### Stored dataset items
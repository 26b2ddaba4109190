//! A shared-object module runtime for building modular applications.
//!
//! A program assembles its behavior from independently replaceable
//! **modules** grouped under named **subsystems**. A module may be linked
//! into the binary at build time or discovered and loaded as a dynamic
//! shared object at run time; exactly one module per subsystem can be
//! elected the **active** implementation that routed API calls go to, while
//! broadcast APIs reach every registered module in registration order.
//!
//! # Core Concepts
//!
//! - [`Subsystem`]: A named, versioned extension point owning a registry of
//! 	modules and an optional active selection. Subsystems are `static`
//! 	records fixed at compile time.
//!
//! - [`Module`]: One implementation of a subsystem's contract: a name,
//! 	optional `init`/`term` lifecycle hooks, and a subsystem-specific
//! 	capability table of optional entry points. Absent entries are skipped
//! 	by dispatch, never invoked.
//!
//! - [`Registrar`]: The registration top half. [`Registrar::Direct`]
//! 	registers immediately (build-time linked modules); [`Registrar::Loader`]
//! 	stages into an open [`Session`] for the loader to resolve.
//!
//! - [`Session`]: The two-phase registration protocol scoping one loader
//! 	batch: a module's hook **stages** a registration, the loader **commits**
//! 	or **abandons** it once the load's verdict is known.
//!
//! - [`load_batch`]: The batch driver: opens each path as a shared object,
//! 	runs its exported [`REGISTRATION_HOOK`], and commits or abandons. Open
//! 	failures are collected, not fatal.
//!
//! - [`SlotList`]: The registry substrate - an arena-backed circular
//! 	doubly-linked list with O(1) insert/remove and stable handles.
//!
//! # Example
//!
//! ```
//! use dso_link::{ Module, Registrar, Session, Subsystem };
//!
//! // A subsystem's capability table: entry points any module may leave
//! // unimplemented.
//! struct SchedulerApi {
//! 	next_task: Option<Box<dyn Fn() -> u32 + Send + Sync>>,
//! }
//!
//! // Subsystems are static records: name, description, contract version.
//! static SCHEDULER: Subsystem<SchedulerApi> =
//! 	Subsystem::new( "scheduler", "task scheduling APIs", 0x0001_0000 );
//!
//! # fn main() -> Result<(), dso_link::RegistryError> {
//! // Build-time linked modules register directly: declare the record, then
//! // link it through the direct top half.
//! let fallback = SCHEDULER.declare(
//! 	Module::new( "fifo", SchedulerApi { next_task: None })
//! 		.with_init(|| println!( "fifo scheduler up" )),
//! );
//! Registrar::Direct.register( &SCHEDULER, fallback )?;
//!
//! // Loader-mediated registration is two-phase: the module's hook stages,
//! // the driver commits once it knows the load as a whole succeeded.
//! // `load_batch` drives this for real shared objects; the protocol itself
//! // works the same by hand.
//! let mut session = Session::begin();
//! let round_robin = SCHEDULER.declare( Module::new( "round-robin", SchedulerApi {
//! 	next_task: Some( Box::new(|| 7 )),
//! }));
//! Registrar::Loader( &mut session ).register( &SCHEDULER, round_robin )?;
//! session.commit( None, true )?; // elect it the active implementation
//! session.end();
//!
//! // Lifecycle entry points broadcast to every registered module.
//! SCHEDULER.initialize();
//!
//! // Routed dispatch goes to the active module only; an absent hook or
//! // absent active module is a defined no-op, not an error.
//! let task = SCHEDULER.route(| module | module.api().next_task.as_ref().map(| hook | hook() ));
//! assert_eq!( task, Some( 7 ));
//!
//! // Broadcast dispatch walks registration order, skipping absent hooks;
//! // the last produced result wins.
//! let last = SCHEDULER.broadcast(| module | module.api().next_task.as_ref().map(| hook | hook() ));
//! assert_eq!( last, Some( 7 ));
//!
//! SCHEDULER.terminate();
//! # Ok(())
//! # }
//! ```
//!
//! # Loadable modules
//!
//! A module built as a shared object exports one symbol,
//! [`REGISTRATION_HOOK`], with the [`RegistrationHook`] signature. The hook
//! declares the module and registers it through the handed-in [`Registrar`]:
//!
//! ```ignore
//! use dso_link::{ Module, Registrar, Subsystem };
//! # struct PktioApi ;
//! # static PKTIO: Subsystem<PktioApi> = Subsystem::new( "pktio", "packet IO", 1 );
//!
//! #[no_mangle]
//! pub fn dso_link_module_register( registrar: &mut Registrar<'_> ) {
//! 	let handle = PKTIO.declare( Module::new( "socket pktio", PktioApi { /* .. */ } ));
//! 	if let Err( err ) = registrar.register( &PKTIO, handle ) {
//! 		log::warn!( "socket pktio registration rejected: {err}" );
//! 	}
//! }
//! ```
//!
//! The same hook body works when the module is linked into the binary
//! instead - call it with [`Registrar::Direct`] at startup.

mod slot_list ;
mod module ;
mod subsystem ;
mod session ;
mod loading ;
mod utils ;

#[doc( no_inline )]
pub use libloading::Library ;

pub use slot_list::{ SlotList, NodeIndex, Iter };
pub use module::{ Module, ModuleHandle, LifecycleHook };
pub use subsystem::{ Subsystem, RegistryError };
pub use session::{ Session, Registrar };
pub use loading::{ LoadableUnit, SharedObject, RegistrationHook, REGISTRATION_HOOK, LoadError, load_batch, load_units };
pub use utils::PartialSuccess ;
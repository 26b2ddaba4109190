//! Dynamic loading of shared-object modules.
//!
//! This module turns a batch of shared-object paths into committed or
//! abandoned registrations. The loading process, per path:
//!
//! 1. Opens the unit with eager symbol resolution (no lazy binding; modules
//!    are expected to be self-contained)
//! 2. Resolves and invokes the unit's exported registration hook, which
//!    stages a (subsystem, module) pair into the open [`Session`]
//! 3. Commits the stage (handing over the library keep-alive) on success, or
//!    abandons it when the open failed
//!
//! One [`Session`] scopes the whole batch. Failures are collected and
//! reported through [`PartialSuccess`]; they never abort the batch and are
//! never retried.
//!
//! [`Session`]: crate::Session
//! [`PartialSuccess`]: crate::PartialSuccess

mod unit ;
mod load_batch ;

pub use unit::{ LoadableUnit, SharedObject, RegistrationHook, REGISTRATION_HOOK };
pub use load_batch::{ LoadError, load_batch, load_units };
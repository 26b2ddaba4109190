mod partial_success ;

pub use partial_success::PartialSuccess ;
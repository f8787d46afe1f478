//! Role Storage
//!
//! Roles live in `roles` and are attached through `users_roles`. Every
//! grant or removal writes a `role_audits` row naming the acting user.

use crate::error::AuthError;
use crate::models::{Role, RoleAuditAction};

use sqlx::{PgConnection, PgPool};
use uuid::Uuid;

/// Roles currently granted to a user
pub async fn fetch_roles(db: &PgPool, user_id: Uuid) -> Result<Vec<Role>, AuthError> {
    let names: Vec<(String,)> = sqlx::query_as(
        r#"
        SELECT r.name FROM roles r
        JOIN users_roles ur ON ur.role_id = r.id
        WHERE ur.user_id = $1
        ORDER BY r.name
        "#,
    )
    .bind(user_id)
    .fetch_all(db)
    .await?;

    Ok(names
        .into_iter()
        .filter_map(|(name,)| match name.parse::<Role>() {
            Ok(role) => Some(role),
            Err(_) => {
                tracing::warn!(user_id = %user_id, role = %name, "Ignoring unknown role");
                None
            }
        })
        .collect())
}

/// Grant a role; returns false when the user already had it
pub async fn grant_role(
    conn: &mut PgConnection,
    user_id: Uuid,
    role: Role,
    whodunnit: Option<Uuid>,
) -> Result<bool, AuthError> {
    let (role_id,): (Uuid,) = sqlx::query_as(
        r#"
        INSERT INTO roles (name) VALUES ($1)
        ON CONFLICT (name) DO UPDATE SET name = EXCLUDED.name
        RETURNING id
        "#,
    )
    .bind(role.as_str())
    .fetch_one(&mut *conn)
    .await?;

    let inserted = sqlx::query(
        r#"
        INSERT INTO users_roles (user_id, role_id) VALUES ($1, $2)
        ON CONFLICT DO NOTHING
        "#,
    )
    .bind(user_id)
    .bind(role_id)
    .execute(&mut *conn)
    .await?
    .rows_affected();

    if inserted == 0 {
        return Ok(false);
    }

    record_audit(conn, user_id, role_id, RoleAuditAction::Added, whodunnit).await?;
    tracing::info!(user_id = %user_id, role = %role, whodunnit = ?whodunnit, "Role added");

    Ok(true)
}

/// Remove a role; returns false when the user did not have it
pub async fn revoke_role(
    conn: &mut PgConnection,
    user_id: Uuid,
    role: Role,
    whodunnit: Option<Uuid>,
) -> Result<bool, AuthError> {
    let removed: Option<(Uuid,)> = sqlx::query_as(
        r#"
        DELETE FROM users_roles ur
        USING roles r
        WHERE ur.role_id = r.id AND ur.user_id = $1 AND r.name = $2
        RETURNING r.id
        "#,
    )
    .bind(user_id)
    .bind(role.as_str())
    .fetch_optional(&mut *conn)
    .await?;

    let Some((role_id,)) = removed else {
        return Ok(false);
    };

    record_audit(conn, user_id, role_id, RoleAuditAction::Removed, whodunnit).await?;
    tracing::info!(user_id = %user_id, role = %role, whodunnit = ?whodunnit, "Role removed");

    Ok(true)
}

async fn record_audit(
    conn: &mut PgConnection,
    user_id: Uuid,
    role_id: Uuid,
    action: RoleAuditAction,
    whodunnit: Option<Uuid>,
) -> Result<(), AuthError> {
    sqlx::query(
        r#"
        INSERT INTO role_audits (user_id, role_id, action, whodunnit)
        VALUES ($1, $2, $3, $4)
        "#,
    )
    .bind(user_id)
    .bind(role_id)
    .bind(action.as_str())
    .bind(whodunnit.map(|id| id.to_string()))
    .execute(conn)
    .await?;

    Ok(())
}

### Work instructions
All lines that hold the word "None" should be copied from the data.

### Output of the task
//! 	Module::new( "fifo", SchedulerApi { next_task: None })
//! session.commit( None, true )?; // elect it the active implementation
                None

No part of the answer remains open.